# Question on Center-weighted area metering in Nikon



## adichiru (May 24, 2012)

Hello,

I usually stick with matrix metering and sometimes use NDG filters or just post-process the areas that were not properly exposed.
I have tried several times the center-weighted area and it does not seem to work as I expected.
Looking in the manual I find that the exposure to be used is calculated based on the metering info taken from an area of n millimeters around the central point of the frame.
I was always under the impression that in Nikon cameras, I have the D7000, the center weighted area is around the selected focus point.

Which one is it?

Is there anything else I should know about center weighted metering which is not in the manual?

Thanks,
Adi


----------



## MTVision (May 25, 2012)

adichiru said:
			
		

> Hello,
> 
> I usually stick with matrix metering and sometimes use NDG filters or just post-process the areas that were not properly exposed.
> I have tried several times the center-weighted area and it does not seem to work as I expected.
> ...



I believe center weighted is in the center regardless of the focus point chosen. Spot metering with Nikons meters a small area around the focus point chosen


----------



## KmH (May 25, 2012)

No doubt. +1 &#8593; &#8593; &#8593; &#8593;


----------



## Mach0 (May 25, 2012)

MTVision said:
			
		

> I believe center weighted is in the center regardless of the focus point chosen. Spot metering with Nikons meters a small area around the focus point chosen



Correct. 

OP, each metering mode has its purpose. Experiment with them. Soon you will see the importance of them.


----------



## sleist (May 25, 2012)

I use center weighted on my D90 and increase the size of the center area to the largest possible.
I get better results generally this way than with matrix metering.  Matrix seems to overexpose a little to often on my D90.
At times, I've programmed the function button to switch to matrix when pressed if I want to quickly check a tough scene to see which works best.


----------



## adichiru (May 27, 2012)

Thank you all. I have been doing some tests these days and I have seen what you confirmed. I knew the difference between them although I missed the fact that center-weighted is only using the center spot.

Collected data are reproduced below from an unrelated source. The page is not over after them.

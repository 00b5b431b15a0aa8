//! The match engine: plan caching and dispatch.

use std::sync::{Arc, LazyLock};

use parking_lot::RwLock;
use rustc_hash::FxHashMap;
use sumi_types::{EnumTypeHandle, TypeId};
use sumi_value::VariantValue;

use crate::{compile, ArmShape, DispatchPlan, MatchArms, MatchError};

/// Process-wide engine used by the free [`evaluate`] and [`validate`].
static GLOBAL_ENGINE: LazyLock<MatchEngine> = LazyLock::new(MatchEngine::new);

/// Cache key: a plan depends only on the type and the arm shapes.
#[derive(Clone, PartialEq, Eq, Hash)]
struct PlanKey {
    type_id: TypeId,
    shapes: Vec<ArmShape>,
}

/// Plans kept by [`MatchEngine::new`] and the global engine.
pub const DEFAULT_PLAN_CAPACITY: usize = 1024;

/// Validates arm lists and dispatches values through them.
///
/// Plans are immutable and shared via `Arc`, so a cached plan can be used
/// from any number of threads at once.
///
/// The cache is bounded. Once it holds `capacity` plans, new shapes are
/// still validated and dispatched but not stored, so arm lists built with
/// generated binder names cannot grow it without limit.
pub struct MatchEngine {
    cache: Option<PlanCache>,
}

struct PlanCache {
    plans: RwLock<FxHashMap<PlanKey, Arc<DispatchPlan>>>,
    capacity: usize,
}

impl MatchEngine {
    /// Create an engine that caches up to [`DEFAULT_PLAN_CAPACITY`] plans.
    pub fn new() -> Self {
        Self::with_capacity(DEFAULT_PLAN_CAPACITY)
    }

    /// Create an engine that caches up to `capacity` plans.
    ///
    /// A capacity of 0 behaves like [`uncached`](MatchEngine::uncached).
    pub fn with_capacity(capacity: usize) -> Self {
        if capacity == 0 {
            return Self::uncached();
        }
        MatchEngine {
            cache: Some(PlanCache {
                plans: RwLock::new(FxHashMap::default()),
                capacity,
            }),
        }
    }

    /// Create an engine that re-validates every arm list.
    pub fn uncached() -> Self {
        MatchEngine { cache: None }
    }

    /// Maximum number of cached plans (0 for an uncached engine).
    pub fn capacity(&self) -> usize {
        self.cache.as_ref().map_or(0, |cache| cache.capacity)
    }

    /// The process-wide engine.
    pub fn global() -> &'static MatchEngine {
        &GLOBAL_ENGINE
    }

    /// Number of cached plans (always 0 for an uncached engine).
    pub fn cached_plans(&self) -> usize {
        self.cache.as_ref().map_or(0, |cache| cache.plans.read().len())
    }

    /// Validate an arm list against `ty` without evaluating anything.
    pub fn validate<R>(
        &self,
        ty: EnumTypeHandle,
        arms: &MatchArms<'_, R>,
    ) -> Result<Arc<DispatchPlan>, MatchError> {
        self.plan(ty, arms.shapes())
    }

    /// Get the plan for `(ty, shapes)`, compiling it on a cache miss.
    ///
    /// Failed validations are never cached, nor are plans compiled while the
    /// cache is full.
    pub fn plan(
        &self,
        ty: EnumTypeHandle,
        shapes: Vec<ArmShape>,
    ) -> Result<Arc<DispatchPlan>, MatchError> {
        let Some(cache) = &self.cache else {
            return compile(ty, &shapes).map(Arc::new);
        };

        let key = PlanKey {
            type_id: ty.id(),
            shapes,
        };
        if let Some(plan) = cache.plans.read().get(&key) {
            return Ok(Arc::clone(plan));
        }

        tracing::debug!(type_name = ty.name(), arms = key.shapes.len(), "dispatch plan cache miss");
        let plan = Arc::new(compile(ty, &key.shapes)?);

        let mut plans = cache.plans.write();
        if let Some(existing) = plans.get(&key) {
            return Ok(Arc::clone(existing));
        }
        if plans.len() >= cache.capacity {
            tracing::debug!(
                type_name = ty.name(),
                capacity = cache.capacity,
                "dispatch plan cache full, not storing plan"
            );
            return Ok(plan);
        }
        plans.insert(key, Arc::clone(&plan));
        Ok(plan)
    }

    /// Match `value` against `arms` and run the body of the arm that fires.
    ///
    /// The arm list is validated against the value's type first; a defective
    /// list fails even if the value would have hit a well-formed arm.
    pub fn evaluate<R>(&self, value: &VariantValue, arms: MatchArms<'_, R>) -> Result<R, MatchError> {
        let ty = value.enum_type();
        let plan = self.validate(ty, &arms)?;

        let Some(arm_index) = plan.arm_for_tag(value.tag()) else {
            return Err(MatchError::NonExhaustiveMatch {
                type_name: ty.name().to_string(),
                missing: vec![value.variant_name().to_string()],
            });
        };
        let bindings = plan.bind(arm_index, value)?;

        tracing::trace!(
            type_name = ty.name(),
            variant = value.variant_name(),
            arm_index,
            "dispatching match arm"
        );
        let arm = arms.into_arms().swap_remove(arm_index);
        Ok((arm.body)(bindings))
    }
}

impl Default for MatchEngine {
    fn default() -> Self {
        Self::new()
    }
}

impl std::fmt::Debug for MatchEngine {
    fn fmt(&self, f: &mut std::fmt::Formatter<'_>) -> std::fmt::Result {
        f.debug_struct("MatchEngine")
            .field("capacity", &self.capacity())
            .field("plans", &self.cached_plans())
            .finish()
    }
}

/// Match `value` against `arms` using the process-wide engine.
pub fn evaluate<R>(value: &VariantValue, arms: MatchArms<'_, R>) -> Result<R, MatchError> {
    MatchEngine::global().evaluate(value, arms)
}

/// Validate `arms` against `ty` using the process-wide engine.
pub fn validate<R>(ty: EnumTypeHandle, arms: &MatchArms<'_, R>) -> Result<Arc<DispatchPlan>, MatchError> {
    MatchEngine::global().validate(ty, arms)
}
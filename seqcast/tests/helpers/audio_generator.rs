//! WAV fixture generation
//!
//! Deterministic, short WAV files for playlist folders: silence, sines at a
//! chosen rate and channel count, and files that are not audio at all.

#![allow(dead_code)]

use hound::{WavSpec, WavWriter};
use std::f32::consts::PI;
use std::path::{Path, PathBuf};

/// Rate used when a test does not care
pub const FIXTURE_SAMPLE_RATE: u32 = 48_000;

fn spec(sample_rate: u32, channels: u16) -> WavSpec {
    WavSpec {
        channels,
        sample_rate,
        bits_per_sample: 16,
        sample_format: hound::SampleFormat::Int,
    }
}

/// Silent 16-bit WAV
pub fn generate_silent_wav<P: AsRef<Path>>(
    path: P,
    duration_ms: u64,
    sample_rate: u32,
    channels: u16,
) -> Result<(), hound::Error> {
    let mut writer = WavWriter::create(path, spec(sample_rate, channels))?;
    let total_samples = sample_rate as u64 * duration_ms / 1000 * channels as u64;
    for _ in 0..total_samples {
        writer.write_sample(0i16)?;
    }
    writer.finalize()
}

/// Sine, same value on every channel
pub fn generate_sine_wav<P: AsRef<Path>>(
    path: P,
    duration_ms: u64,
    sample_rate: u32,
    channels: u16,
    frequency_hz: f32,
    amplitude: f32,
) -> Result<(), hound::Error> {
    let mut writer = WavWriter::create(path, spec(sample_rate, channels))?;
    let total_frames = sample_rate as u64 * duration_ms / 1000;
    let peak = amplitude.clamp(0.0, 1.0) * i16::MAX as f32;

    for frame in 0..total_frames {
        let t = frame as f32 / sample_rate as f32;
        let value = ((2.0 * PI * frequency_hz * t).sin() * peak) as i16;
        for _ in 0..channels {
            writer.write_sample(value)?;
        }
    }
    writer.finalize()
}

/// Playlist folder of short stereo sines named `names`, in a fresh temp dir
pub fn playlist_folder(names: &[&str], duration_ms: u64) -> (tempfile::TempDir, Vec<PathBuf>) {
    let dir = tempfile::tempdir().expect("create temp dir");
    let paths = names
        .iter()
        .enumerate()
        .map(|(i, name)| {
            let path = dir.path().join(name);
            generate_sine_wav(
                &path,
                duration_ms,
                FIXTURE_SAMPLE_RATE,
                2,
                220.0 * (i + 1) as f32,
                0.3,
            )
            .expect("write wav fixture");
            path
        })
        .collect();
    (dir, paths)
}

/// File with an audio extension but no audio inside
pub fn write_garbage<P: AsRef<Path>>(path: P) -> std::io::Result<()> {
    std::fs::write(path, b"this is not a wav file, just some bytes pretending")
}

I can't see to many situations when one would use the center-weighted although *sleist *seems to have found a good use for it.


----------



## sleist (May 27, 2012)

adichiru said:


> Thank you all. I have been doing some tests these days and I have seen what you confirmed. I knew the difference between them although I missed the fact that center-weighted is only using the center spot.
> 
> I can't see to many situations when one would use the center-weighted although *sleist *seems to have found a good use for it.



The D90 has only one cross type focus point - in the center.  Because of this, I use the center point almost exclusively and then recompose.  Because a half shutter press also locks both AF and AE (depending on setup), center weighted works for me.
If I need something different, shutter release AE Lock can be shut off and reprogrammed through the AE-L/AF-L button.  If I had a better AF system (my biggest gripe with the D90), I might have found a different solution.


----------



## SCraig (May 27, 2012)

adichiru said:


> Thank you all. I have been doing some tests these days and I have seen what you confirmed. I knew the difference between them although I missed the fact that center-weighted is only using the center spot.
> 
> I can't see to many situations when one would use the center-weighted although *sleist *seems to have found a good use for it.


I use center-weighted a LOT.  In fact I probably use it more than I do matrix metering.  Most of the time I want the SUBJECT to be metered correctly and not the entire frame.  If the subject isn't in the center of the frame, that's what that little AE Lock button under my right thumb is for.



sleist said:


> The D90 has only one cross type focus point - in the center.  Because of  this, I use the center point almost exclusively and then recompose.   Because a half shutter press also locks both AF and AE (depending on  setup), center weighted works for me.
> If I need something different, shutter release AE Lock can be shut off  and reprogrammed through the AE-L/AF-L button.  If I had a better AF  system (my biggest gripe with the D90), I might have found a different  solution.


I also never use anything other than the center focus point.  I have that auto-3D-dynamic-whatever focus disabled and the focus point locked in the center.  Having the focus point dart around all over the view finder drives me crazy.


----------



## kundalini (May 27, 2012)

I use spot metering the most, center-weighted often and matrix metering rarely.  Much like SCraig, I want the subject metered correctly.


----------



## SCraig (May 27, 2012)

kundalini said:


> I use spot metering the most, center-weighted often and matrix metering rarely.  Much like SCraig, I want the subject metered correctly.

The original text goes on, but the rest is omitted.